Hal ini bukan tanpa alasan, kini banyak sekali kasus obesitas global dan juga jus buah diklaim menjadi penyebab gigi berlubang. Dengan begitu, AAP menyatakan bahwa bayi tak boleh minum jus buah sampai usia satu tahun.

Jus buah telah dianggap sebagai minuman sehat. Buah adalah bagian umum dari makanan anak, dan banyak orang tua mungkin bertanya-tanya mengapa jus buah tak dapat dikonsumsi si kecil saat belum berusia satu tahun.

Ternyata salah satu masalahnya ada pada jumlah gula yang dikandungnya. Bahkan tanpa gula tambahan, gula dalam buah itu sendiri dapat menyebabkan gigi berlubang jika dikonsumsi dalam bentuk jus lho. Buah utuh (termasuk kulitnya) umumnya lebih tinggi serat, lebih mengenyangkan, dan karena itu merupakan sumber nutrisi yang lebih baik.

Kekhawatiran lain adalah bahwa jus menggantikan air, ASI dan susu formula bagi bayi yang tak menyusui. ASI dan susu formula memiliki nutrisi yang lebih unggul daripada jus dan diformulasikan secara khusus untuk memastikan bayi mendapatkan nutrisi yang tepat. Jika bayi kenyang dengan jus, mereka mungkin tak mengonsumsi cukup kalori atau nutrisi melalui ASI atau susu formula.

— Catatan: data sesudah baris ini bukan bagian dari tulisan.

/// Formatter adapters for the catalog output formats
mod json_formatter;
mod markdown_formatter;

pub use json_formatter::JsonFormatter;
pub use markdown_formatter::MarkdownFormatter;
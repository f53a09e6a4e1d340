use crate::shared::error::CatalogError;
use crate::shared::Result;
use std::collections::HashMap;

/// Logical columns the normalizer knows how to read
#[derive(Debug, Clone, Copy, PartialEq, Eq, Hash)]
pub enum LogicalField {
    Description,
    Vendor,
    Component,
    Os,
    DriverVersion,
    Firmware,
    FormFactor,
    Spec,
    Identifier,
    Status,
}

impl LogicalField {
    pub const ALL: [LogicalField; 10] = [
        LogicalField::Description,
        LogicalField::Vendor,
        LogicalField::Component,
        LogicalField::Os,
        LogicalField::DriverVersion,
        LogicalField::Firmware,
        LogicalField::FormFactor,
        LogicalField::Spec,
        LogicalField::Identifier,
        LogicalField::Status,
    ];

    /// Key used for this field in the config file
    pub fn config_key(self) -> &'static str {
        match self {
            LogicalField::Description => "description",
            LogicalField::Vendor => "vendor",
            LogicalField::Component => "component",
            LogicalField::Os => "os",
            LogicalField::DriverVersion => "driver_version",
            LogicalField::Firmware => "firmware",
            LogicalField::FormFactor => "form_factor",
            LogicalField::Spec => "spec",
            LogicalField::Identifier => "identifier",
            LogicalField::Status => "status",
        }
    }

    fn default_candidates(self) -> &'static [&'static str] {
        match self {
            LogicalField::Description => &["description", "Description", "Model Name", "Model_Name"],
            LogicalField::Vendor => &["vendor", "Vendor", "Brand"],
            LogicalField::Component => &["component", "Component", "Category", "Type"],
            LogicalField::Os => &["os", "OS", "Operating_System", "Operating System"],
            LogicalField::DriverVersion => &["driver", "Driver", "Version"],
            LogicalField::Firmware => &["FW Version", "FW", "Firmware", "FW_Version"],
            LogicalField::FormFactor => &["FormFactor", "Form Factor", "form_factor"],
            LogicalField::Spec => &["Spec", "Specifications", "spec"],
            LogicalField::Identifier => &["swid", "SWID"],
            LogicalField::Status => &["status", "Status"],
        }
    }
}

impl std::str::FromStr for LogicalField {
    type Err = String;

    fn from_str(s: &str) -> std::result::Result<Self, Self::Err> {
        LogicalField::ALL
            .into_iter()
            .find(|f| f.config_key() == s)
            .ok_or_else(|| {
                let known: Vec<_> = LogicalField::ALL.iter().map(|f| f.config_key()).collect();
                format!("Unknown field '{}'. Expected one of: {}", s, known.join(", "))
            })
    }
}

/// FieldAliases policy: the accepted header spellings per logical field
///
/// Candidates are tried in order and matched case-sensitively; case and
/// synonym variation across sheets is absorbed by listing every variant.
#[derive(Debug, Clone, PartialEq, Eq)]
pub struct FieldAliases {
    candidates: HashMap<LogicalField, Vec<String>>,
}

impl Default for FieldAliases {
    fn default() -> Self {
        let candidates = LogicalField::ALL
            .into_iter()
            .map(|field| {
                let list = field
                    .default_candidates()
                    .iter()
                    .map(|s| s.to_string())
                    .collect();
                (field, list)
            })
            .collect();
        Self { candidates }
    }
}

impl FieldAliases {
    /// Replaces the candidate list of one field
    ///
    /// # Errors
    /// Returns an error if the list is empty or contains a blank header
    pub fn with_override(mut self, field: LogicalField, headers: Vec<String>) -> Result<Self> {
        if headers.is_empty() || headers.iter().any(|h| h.trim().is_empty()) {
            return Err(CatalogError::InvalidConfig {
                message: format!(
                    "field_aliases.{} must list at least one non-blank header",
                    field.config_key()
                ),
            }
            .into());
        }
        self.candidates.insert(field, headers);
        Ok(self)
    }

    /// Applies config-file overrides keyed by `LogicalField::config_key`
    pub fn from_overrides(overrides: &HashMap<String, Vec<String>>) -> Result<Self> {
        let mut keys: Vec<_> = overrides.keys().collect();
        keys.sort();

        let mut aliases = Self::default();
        for key in keys {
            let field: LogicalField = key.parse().map_err(|message| CatalogError::InvalidConfig {
                message: format!("field_aliases: {}", message),
            })?;
            aliases = aliases.with_override(field, overrides[key].clone())?;
        }
        Ok(aliases)
    }

    pub fn candidates(&self, field: LogicalField) -> &[String] {
        self.candidates
            .get(&field)
            .map(Vec::as_slice)
            .unwrap_or_default()
    }
}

Baca Juga: Bukannya Nurut, Ini Dampak Buruk dari Mengancam Anak Moms!

"Bayi tak membutuhkan gula. Bahkan di atas usia 12 bulan, jus buah hanya berfungsi untuk menambahkan gula berlebih ke dalam makanan," ujar Andrew Orr, yang merupakan seorang dokter dan ahli gizi dikutip dari Belly Belly (15/6/2021).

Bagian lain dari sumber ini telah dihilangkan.